WGBS Analysis Part 3

Rerunning bismark and starting with methylKit

My bismark headache

After Mox maintenance ended, I ran this script and hoped for the best. Somehow, only my ambient file was processed! I tried running just the alignment for my low pH sample with this script and got this error:

Use of uninitialized value $path_to_bowtie in concatenation (.) or string at /gscratch/srlab/programs/Bismark-0.21.0/bismark line 6893.
Failed to execute Bowtie 2 porperly (return code of 'bowtie2 --version' was 32512).

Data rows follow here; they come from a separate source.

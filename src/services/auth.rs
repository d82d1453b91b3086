// src/services/auth.rs

use bcrypt::{hash, verify};
use chrono::Utc;
use jsonwebtoken::{DecodingKey, EncodingKey, Header, Validation, decode, encode};
use uuid::Uuid;

use crate::{
    common::error::AppError,
    db::UserRepository,
    models::auth::{Claims, User},
    services::access::Principal,
};

// Executa o hashing em um thread separado para não bloquear o runtime
pub(crate) async fn hash_password(password: String) -> Result<String, AppError> {
    tokio::task::spawn_blocking(move || hash(&password, bcrypt::DEFAULT_COST))
        .await
        .map_err(|e| anyhow::anyhow!("Falha na task de hashing: {}", e))?
        .map_err(AppError::BcryptError)
}

async fn verify_password(password: String, password_hash: String) -> Result<bool, AppError> {
    tokio::task::spawn_blocking(move || verify(&password, &password_hash))
        .await
        .map_err(|e| anyhow::anyhow!("Falha na task de verificação de senha: {}", e))?
        .map_err(AppError::BcryptError)
}

#[derive(Clone)]
pub struct AuthService {
    user_repo: UserRepository,
    jwt_secret: String,
}

impl AuthService {
    pub fn new(user_repo: UserRepository, jwt_secret: String) -> Self {
        Self { user_repo, jwt_secret }
    }

    /// Autentica por e-mail e senha. Contas desativadas não entram.
    /// Carimba `last_login` a cada login bem-sucedido.
    pub async fn login(&self, email: &str, password: &str) -> Result<(String, User), AppError> {
        let user = self
            .user_repo
            .find_by_email(email)
            .await?
            .ok_or(AppError::InvalidCredentials)?;

        if !user.is_active {
            return Err(AppError::InvalidCredentials);
        }

        let is_password_valid =
            verify_password(password.to_owned(), user.password_hash.clone()).await?;
        if !is_password_valid {
            return Err(AppError::InvalidCredentials);
        }

        let user = self.user_repo.touch_last_login(user.id).await?;
        let token = self.create_token(user.id)?;
        Ok((token, user))
    }

    /// Resolve o ator da requisição a partir do token Bearer.
    /// Token inválido/expirado, usuário desconhecido ou conta desativada
    /// viram `Anonymous`; só erros de infraestrutura são propagados.
    pub async fn resolve_principal(&self, token: &str) -> Result<Principal, AppError> {
        let validation = Validation::default();
        let token_data = match decode::<Claims>(
            token,
            &DecodingKey::from_secret(self.jwt_secret.as_ref()),
            &validation,
        ) {
            Ok(data) => data,
            Err(_) => return Ok(Principal::Anonymous),
        };

        match self.user_repo.find_by_id(token_data.claims.sub).await? {
            Some(user) => Ok(Principal::from_user(&user)),
            None => Ok(Principal::Anonymous),
        }
    }

    /// Carrega o usuário por trás de um principal autenticado.
    pub async fn current_user(&self, principal: &Principal) -> Result<User, AppError> {
        let id = principal.id().ok_or(AppError::InvalidToken)?;
        self.user_repo
            .find_by_id(id)
            .await?
            .ok_or(AppError::UserNotFound)
    }

    fn create_token(&self, user_id: Uuid) -> Result<String, AppError> {
        let now = Utc::now();
        let expires_at = now + chrono::Duration::days(7);

        let claims = Claims {
            sub: user_id,
            exp: expires_at.timestamp() as usize,
            iat: now.timestamp() as usize,
        };

        Ok(encode(
            &Header::default(),
            &claims,
            &EncodingKey::from_secret(self.jwt_secret.as_ref()),
        )?)
    }
}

Please install Bowtie 2 or HISAT2 first and make sure it is in the PATH, or specify the path to the Bowtie 2 with --path_to_bowtie2 /path/to/bowtie2, or --path_to_hisat2 /path/to/hisat2

Stuck after changing path_to_bowtie to path_to_bowtie2 and not getting the script to run, I reopened this issue/. Steven had me add the following line of code to the top of my script:

source /gscratch/srlab/programs/scripts/paths.sh

Apparently it does something with the bash paths set on Mox such that the paths in my script are recognized. I was able to align, deduplicate, sort, and index the low pH file!…but I couldn’t get bismark2summary to work:

It looks like there is a mix of samples, e.g. RRBS as well as WGBS, in this folder. Please consider running bismark2summary only on samples of the same data type,
or specify the input files manually (--help for more information). Extiting...

For some reason, bismark thinks that my files were made with different sequencing methods. I created this script and manually set the files I wanted the command to use. Even then, I still got the error! I posted this issue because I was concerned about the file formats. Steven suggested I reformat my scripts and process the files together.

I created a 2019-09-11-Gigas-Bismark directory and started running this script to hopefully process both files together. In the meantime, I transferred all files I’ve generated to start testing out methylKit. I used this code to transfer the files:

rsync --archive --progress --verbose /gscratch/scrubbed/yaamini/analyses/Gigas-WGBS/2019-09-03-Gigas-Bismark/* yaamini@172.25.149.226:/Volumes/web/spartina/2019-09-03-project-gigas-oa-meth/analyses/2019-09-03-Bismark

Trying methylKit

Even though my final bam files may not be identical to the ones I transferred from Mox, I wanted to use them to test out the methylKit pipeline I generated for C. virginica. I created a new R project and this R Markdown script, changed all the file names, and started processing files. I decided to keep the same settings I used for C. virgincia:

  • 5x coverage; generated using processBismarkAln with mincov = 2 to quickly process my files, then using filterByCoverage to set minimum and maximum coverage thresholds (5 and 100)
  • destrand = TRUE to separate forward and reverse strands

I started processBismarkAln and it’s chugging along. Here’s hoping I can solidify the pipeline and get data so I can make a presentation!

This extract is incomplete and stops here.